Problem statement: Exactly as they appear below, repeat the lines from the one with "the commit message" through the one with "impl MergeRequestApi for", and no others.
# # # # # # #
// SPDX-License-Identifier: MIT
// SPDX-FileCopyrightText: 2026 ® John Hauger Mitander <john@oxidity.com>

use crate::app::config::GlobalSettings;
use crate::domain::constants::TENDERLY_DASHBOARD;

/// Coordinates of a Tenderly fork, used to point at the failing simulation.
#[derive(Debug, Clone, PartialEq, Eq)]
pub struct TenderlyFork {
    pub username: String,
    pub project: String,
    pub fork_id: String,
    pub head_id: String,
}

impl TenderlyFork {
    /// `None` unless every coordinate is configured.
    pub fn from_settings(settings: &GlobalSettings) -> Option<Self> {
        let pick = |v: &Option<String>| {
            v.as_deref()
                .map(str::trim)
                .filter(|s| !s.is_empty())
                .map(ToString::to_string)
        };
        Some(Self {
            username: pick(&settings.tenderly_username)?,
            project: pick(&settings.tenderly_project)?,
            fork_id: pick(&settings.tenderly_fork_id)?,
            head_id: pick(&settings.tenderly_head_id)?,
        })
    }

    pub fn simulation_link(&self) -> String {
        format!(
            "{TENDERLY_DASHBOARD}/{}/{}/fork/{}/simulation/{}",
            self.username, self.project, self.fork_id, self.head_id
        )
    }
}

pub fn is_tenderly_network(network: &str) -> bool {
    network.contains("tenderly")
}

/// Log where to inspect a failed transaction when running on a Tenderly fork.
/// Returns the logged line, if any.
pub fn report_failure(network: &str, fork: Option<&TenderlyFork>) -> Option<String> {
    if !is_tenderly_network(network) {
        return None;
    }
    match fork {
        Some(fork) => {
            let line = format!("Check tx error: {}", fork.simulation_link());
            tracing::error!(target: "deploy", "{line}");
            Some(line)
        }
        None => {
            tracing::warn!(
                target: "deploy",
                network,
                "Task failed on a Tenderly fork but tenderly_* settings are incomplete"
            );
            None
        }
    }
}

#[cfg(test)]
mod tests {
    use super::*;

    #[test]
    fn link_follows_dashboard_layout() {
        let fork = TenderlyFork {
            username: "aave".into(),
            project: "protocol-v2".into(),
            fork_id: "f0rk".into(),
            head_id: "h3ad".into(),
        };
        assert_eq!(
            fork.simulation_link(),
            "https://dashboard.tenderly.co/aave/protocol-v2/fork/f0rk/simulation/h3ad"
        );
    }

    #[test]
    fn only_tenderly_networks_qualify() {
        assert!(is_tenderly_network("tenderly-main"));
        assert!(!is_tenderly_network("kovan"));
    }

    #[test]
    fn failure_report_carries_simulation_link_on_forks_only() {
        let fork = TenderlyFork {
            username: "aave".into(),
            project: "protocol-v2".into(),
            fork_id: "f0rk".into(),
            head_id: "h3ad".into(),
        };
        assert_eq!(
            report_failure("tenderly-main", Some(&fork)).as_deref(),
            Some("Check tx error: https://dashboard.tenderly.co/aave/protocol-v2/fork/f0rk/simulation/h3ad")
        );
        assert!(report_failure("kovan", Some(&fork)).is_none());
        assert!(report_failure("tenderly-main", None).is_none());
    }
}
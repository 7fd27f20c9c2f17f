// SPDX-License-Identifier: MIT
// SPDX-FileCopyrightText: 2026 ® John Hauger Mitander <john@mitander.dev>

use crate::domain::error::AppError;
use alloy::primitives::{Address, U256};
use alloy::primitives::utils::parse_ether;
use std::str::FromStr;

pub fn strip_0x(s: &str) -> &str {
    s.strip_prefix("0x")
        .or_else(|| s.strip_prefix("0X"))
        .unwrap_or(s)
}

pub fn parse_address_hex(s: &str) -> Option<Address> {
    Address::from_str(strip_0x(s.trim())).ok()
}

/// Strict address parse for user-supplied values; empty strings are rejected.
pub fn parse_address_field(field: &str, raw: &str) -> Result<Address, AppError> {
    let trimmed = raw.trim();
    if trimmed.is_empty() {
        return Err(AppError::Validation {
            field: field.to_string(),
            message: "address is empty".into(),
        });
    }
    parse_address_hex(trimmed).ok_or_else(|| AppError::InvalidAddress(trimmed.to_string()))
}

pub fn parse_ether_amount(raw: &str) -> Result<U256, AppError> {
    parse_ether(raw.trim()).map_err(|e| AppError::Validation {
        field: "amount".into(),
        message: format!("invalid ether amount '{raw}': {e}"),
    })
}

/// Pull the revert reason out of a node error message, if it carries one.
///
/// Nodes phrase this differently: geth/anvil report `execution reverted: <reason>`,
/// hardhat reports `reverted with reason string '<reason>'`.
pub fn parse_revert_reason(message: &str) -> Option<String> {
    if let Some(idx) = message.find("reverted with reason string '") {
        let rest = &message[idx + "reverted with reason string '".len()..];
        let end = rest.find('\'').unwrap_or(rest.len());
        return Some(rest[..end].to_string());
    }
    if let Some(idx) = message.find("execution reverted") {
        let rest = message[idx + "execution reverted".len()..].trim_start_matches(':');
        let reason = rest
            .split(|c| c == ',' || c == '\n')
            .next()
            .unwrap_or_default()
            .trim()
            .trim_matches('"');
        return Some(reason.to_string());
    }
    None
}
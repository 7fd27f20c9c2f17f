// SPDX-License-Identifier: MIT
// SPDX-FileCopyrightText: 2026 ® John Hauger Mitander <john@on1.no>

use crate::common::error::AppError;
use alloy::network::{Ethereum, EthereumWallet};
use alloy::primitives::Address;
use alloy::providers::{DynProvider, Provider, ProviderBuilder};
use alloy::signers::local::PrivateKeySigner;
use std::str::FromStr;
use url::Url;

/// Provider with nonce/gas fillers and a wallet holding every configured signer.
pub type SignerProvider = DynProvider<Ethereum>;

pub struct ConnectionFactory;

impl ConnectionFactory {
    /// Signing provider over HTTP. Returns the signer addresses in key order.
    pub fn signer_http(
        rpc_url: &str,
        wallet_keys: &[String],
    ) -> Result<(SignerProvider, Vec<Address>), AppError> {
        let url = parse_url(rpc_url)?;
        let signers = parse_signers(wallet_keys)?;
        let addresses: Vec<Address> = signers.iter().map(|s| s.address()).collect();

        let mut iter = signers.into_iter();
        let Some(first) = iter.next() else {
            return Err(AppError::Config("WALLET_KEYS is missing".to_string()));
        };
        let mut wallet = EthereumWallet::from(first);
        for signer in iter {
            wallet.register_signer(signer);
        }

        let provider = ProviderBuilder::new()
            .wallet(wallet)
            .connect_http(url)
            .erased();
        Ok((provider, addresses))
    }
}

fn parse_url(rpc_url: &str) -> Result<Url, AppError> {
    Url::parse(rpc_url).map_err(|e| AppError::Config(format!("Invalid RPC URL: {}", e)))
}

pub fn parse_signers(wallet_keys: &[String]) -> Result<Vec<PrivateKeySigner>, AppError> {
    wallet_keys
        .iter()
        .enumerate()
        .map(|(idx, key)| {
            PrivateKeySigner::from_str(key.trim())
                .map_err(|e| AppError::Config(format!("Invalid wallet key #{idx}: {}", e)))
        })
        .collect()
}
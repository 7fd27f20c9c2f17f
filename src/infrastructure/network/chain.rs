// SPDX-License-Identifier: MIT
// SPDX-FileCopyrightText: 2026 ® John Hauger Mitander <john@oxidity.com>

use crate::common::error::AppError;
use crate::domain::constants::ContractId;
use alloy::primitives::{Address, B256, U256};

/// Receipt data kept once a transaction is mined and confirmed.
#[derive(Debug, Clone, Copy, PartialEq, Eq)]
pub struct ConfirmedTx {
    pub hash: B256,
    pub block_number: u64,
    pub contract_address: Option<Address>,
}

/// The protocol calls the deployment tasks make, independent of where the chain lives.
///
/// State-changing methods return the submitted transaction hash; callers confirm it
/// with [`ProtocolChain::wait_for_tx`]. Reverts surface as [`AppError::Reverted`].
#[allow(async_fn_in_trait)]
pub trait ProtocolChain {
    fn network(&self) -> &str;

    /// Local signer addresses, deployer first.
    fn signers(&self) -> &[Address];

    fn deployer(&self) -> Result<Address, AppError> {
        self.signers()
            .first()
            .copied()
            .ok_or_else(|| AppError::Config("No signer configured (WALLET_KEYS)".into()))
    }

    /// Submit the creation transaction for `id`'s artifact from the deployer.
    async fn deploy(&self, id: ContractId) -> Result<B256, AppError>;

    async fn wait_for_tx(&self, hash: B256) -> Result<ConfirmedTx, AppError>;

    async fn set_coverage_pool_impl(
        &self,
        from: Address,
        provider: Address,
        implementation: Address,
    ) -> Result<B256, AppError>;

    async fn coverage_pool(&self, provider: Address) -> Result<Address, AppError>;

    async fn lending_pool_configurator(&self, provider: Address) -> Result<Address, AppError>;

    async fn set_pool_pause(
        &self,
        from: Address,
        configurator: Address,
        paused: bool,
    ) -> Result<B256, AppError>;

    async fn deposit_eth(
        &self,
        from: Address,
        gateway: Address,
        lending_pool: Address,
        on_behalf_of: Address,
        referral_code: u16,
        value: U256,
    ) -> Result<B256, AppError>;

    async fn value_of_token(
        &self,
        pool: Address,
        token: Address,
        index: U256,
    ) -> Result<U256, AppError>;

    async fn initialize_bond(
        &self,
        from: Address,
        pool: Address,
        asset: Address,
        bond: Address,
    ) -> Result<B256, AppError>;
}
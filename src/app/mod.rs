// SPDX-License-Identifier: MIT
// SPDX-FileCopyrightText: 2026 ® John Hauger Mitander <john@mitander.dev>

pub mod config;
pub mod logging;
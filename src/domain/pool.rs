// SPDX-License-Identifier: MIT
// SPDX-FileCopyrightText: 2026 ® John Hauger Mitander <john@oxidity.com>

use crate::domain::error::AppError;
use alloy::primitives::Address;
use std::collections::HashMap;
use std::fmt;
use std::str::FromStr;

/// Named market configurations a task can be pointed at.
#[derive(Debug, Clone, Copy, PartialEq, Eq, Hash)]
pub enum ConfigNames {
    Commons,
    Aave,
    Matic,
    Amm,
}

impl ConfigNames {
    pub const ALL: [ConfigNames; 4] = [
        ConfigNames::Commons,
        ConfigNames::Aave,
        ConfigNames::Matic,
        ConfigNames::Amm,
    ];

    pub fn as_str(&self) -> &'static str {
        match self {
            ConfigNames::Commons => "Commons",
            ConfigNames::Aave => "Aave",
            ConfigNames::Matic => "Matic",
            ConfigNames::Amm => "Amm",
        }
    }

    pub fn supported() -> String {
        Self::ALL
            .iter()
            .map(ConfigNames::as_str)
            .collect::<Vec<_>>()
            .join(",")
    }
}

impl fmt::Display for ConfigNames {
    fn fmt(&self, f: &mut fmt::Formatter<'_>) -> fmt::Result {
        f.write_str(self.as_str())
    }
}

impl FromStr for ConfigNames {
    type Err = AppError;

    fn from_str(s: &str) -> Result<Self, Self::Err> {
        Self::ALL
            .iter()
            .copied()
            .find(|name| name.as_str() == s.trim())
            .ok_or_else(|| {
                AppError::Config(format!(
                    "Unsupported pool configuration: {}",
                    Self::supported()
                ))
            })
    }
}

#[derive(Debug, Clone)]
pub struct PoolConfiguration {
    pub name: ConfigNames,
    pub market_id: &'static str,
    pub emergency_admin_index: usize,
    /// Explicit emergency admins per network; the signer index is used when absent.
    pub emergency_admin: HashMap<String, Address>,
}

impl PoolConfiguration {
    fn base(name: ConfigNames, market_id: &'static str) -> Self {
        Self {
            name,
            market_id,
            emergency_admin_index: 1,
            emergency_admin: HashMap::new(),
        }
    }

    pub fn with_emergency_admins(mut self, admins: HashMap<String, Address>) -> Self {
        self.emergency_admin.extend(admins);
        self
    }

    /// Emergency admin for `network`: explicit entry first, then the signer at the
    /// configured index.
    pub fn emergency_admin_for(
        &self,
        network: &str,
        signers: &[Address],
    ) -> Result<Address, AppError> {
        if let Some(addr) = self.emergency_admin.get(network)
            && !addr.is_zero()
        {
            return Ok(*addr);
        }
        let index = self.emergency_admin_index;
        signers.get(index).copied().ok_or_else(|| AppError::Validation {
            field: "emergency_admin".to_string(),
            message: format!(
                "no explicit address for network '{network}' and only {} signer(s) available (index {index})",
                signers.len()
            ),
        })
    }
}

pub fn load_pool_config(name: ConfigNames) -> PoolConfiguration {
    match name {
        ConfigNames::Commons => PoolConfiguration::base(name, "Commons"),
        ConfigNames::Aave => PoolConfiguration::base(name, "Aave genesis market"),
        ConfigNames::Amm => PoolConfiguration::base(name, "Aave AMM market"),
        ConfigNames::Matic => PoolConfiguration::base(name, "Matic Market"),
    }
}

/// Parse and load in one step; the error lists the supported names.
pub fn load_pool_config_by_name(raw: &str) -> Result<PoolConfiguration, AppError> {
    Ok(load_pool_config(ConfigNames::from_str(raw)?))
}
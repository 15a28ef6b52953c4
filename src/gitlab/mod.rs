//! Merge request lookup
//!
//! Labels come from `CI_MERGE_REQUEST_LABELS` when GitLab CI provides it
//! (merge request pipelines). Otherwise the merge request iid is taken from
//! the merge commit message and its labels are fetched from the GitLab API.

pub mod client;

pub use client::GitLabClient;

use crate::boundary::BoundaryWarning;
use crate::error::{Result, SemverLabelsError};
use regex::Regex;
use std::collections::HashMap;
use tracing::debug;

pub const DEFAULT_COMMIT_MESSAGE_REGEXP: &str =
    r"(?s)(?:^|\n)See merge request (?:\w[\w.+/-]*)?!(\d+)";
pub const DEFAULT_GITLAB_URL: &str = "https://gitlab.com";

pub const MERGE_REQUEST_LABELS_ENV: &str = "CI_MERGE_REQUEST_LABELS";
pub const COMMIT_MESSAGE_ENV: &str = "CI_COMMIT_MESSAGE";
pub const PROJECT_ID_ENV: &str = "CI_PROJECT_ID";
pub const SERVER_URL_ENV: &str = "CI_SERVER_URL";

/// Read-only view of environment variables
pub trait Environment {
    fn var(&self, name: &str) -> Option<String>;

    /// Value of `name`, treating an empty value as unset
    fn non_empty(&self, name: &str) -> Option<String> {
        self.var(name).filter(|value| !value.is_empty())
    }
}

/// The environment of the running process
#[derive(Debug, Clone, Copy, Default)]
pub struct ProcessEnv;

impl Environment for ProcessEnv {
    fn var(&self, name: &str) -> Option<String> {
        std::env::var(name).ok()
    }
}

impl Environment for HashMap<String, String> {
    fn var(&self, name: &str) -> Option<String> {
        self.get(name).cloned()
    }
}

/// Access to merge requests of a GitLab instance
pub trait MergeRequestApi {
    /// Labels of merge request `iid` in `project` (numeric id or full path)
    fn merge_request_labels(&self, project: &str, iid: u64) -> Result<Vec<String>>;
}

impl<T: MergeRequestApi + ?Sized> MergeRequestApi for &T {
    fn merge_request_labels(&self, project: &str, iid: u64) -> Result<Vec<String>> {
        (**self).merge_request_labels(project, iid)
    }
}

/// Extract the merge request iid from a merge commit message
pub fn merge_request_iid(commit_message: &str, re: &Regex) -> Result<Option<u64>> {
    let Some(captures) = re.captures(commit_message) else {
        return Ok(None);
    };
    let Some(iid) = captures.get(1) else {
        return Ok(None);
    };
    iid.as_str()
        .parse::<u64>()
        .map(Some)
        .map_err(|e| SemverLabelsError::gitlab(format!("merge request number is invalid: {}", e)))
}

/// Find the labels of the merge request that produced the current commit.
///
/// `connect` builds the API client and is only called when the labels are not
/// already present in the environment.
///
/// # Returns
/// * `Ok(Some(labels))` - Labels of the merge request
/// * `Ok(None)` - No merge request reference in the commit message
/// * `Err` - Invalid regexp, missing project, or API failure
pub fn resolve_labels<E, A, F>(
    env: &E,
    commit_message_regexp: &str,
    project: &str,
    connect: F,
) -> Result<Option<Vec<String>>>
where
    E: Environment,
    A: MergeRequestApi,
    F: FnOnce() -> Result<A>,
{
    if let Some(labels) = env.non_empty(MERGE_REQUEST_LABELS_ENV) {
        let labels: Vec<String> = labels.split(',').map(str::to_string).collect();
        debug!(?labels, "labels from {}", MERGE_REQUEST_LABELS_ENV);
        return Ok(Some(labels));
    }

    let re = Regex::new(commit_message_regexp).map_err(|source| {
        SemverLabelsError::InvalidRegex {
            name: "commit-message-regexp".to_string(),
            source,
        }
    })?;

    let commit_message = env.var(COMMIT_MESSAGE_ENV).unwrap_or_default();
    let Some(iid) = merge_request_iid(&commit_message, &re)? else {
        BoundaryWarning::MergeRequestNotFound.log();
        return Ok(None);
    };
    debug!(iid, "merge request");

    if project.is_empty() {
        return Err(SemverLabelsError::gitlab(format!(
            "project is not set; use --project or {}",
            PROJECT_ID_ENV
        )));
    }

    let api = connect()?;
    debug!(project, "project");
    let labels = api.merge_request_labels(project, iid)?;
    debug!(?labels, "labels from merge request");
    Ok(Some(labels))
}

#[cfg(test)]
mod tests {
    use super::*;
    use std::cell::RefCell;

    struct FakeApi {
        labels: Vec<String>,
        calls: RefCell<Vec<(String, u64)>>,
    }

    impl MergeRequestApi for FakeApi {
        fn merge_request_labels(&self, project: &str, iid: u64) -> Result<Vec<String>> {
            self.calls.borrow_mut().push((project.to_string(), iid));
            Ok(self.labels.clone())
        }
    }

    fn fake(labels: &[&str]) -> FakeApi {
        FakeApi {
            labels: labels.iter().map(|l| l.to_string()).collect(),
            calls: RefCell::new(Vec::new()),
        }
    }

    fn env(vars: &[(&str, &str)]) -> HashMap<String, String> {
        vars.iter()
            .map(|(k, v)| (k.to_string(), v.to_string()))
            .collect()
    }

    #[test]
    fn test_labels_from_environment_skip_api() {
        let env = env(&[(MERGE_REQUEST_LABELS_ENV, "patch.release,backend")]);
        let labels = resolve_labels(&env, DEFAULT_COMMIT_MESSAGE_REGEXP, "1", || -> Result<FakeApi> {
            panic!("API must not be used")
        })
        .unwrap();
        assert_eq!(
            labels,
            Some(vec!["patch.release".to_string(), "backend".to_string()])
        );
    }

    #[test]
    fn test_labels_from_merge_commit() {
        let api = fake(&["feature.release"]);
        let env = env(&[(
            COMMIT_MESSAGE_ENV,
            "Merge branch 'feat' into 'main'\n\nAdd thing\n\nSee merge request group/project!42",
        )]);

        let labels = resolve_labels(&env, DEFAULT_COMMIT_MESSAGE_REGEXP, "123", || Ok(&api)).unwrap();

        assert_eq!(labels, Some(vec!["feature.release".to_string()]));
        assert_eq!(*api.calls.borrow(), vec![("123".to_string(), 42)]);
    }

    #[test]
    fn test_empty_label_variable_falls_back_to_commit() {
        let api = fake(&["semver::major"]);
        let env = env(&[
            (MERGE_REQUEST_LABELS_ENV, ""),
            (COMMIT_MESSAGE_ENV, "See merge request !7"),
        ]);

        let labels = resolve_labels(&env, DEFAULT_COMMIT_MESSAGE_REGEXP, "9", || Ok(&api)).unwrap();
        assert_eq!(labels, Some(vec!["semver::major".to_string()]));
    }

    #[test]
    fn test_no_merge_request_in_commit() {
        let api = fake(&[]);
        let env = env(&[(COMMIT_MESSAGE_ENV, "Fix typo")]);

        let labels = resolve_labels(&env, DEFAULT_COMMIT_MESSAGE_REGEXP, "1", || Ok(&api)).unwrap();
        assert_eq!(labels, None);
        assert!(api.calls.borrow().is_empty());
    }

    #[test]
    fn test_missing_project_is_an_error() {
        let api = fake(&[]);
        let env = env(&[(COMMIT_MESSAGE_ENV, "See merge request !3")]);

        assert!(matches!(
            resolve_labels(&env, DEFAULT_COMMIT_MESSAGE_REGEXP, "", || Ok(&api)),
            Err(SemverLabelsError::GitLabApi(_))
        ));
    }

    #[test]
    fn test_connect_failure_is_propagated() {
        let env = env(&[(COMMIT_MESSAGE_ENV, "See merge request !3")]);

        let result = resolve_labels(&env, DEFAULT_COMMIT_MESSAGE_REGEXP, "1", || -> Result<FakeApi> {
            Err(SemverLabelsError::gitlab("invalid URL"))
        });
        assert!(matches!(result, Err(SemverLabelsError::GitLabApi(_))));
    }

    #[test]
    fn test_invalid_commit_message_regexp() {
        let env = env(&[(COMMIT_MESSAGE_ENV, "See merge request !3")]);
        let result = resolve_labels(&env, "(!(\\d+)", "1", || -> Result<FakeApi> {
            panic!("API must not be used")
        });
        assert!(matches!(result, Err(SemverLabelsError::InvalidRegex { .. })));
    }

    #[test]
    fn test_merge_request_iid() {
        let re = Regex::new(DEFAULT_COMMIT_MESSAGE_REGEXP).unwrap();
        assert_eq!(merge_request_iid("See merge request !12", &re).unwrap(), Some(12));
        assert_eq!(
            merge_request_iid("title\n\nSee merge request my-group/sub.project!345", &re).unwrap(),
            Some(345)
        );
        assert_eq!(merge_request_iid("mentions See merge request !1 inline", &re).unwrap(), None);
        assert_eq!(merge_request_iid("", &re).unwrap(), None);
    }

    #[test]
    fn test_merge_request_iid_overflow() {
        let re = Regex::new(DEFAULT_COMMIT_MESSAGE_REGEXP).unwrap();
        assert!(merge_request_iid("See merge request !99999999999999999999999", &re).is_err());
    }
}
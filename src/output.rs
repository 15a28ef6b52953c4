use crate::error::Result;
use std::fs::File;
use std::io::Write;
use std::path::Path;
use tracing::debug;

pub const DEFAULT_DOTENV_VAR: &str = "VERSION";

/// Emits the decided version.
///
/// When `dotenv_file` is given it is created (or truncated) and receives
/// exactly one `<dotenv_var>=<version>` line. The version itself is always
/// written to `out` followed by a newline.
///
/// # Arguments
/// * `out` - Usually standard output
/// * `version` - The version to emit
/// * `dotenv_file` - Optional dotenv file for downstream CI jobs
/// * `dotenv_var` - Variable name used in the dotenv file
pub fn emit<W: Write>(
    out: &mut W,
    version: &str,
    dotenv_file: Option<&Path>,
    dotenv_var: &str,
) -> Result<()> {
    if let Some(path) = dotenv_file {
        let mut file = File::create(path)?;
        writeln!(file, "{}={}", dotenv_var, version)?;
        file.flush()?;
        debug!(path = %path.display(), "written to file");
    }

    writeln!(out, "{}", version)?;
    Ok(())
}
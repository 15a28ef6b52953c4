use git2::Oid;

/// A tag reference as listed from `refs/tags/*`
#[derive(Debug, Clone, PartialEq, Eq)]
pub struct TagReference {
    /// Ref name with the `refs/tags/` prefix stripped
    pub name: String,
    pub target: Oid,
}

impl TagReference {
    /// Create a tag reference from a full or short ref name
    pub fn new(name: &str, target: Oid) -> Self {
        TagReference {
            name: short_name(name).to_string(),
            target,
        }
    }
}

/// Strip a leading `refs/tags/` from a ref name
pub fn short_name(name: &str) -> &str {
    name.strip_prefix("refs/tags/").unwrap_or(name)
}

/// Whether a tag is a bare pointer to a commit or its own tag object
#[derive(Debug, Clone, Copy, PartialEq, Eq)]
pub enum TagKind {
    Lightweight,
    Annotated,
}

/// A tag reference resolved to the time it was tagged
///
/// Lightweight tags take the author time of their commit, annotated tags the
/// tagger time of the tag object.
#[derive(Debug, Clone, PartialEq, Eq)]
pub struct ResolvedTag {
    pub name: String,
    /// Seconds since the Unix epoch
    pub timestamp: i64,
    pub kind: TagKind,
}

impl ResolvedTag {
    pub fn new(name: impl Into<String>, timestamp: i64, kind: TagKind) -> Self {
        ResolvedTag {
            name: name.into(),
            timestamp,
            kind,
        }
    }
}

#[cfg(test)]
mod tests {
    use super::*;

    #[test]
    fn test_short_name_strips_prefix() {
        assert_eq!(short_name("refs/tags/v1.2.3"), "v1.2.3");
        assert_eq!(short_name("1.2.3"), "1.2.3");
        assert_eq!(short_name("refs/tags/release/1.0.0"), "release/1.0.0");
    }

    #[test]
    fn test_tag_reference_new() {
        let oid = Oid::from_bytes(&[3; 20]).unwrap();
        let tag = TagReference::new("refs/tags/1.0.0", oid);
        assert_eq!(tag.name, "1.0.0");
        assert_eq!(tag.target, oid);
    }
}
# # # # # # #
Your response:
/// * `Ok(None)` - No merge request reference in the commit message
/// * `Err` - Invalid regexp, missing project, or API failure
pub fn resolve_labels<E, A, F>(
    env: &E,
    commit_message_regexp: &str,
    project: &str,
    connect: F,
) -> Result<Option<Vec<String>>>
where
    E: Environment,
    A: MergeRequestApi,
    F: FnOnce() -> Result<A>,
{
    if let Some(labels) = env.non_empty(MERGE_REQUEST_LABELS_ENV) {
        let labels: Vec<String> = labels.split(',').map(str::to_string).collect();
        debug!(?labels, "labels from {}", MERGE_REQUEST_LABELS_ENV);
        return Ok(Some(labels));
    }

    let re = Regex::new(commit_message_regexp).map_err(|source| {
        SemverLabelsError::InvalidRegex {
            name: "commit-message-regexp".to_string(),
            source,
        }
    })?;

    let commit_message = env.var(COMMIT_MESSAGE_ENV).unwrap_or_default();
    let Some(iid) = merge_request_iid(&commit_message, &re)? else {
        BoundaryWarning::MergeRequestNotFound.log();
        return Ok(None);
    };
    debug!(iid, "merge request");

    if project.is_empty() {
        return Err(SemverLabelsError::gitlab(format!(
            "project is not set; use --project or {}",
            PROJECT_ID_ENV
        )));
    }

    let api = connect()?;
    debug!(project, "project");
    let labels = api.merge_request_labels(project, iid)?;
    debug!(?labels, "labels from merge request");
    Ok(Some(labels))
}

#[cfg(test)]
mod tests {
    use super::*;
    use std::cell::RefCell;

    struct FakeApi {
        labels: Vec<String>,
        calls: RefCell<Vec<(String, u64)>>,
    }

    impl MergeRequestApi for FakeApi {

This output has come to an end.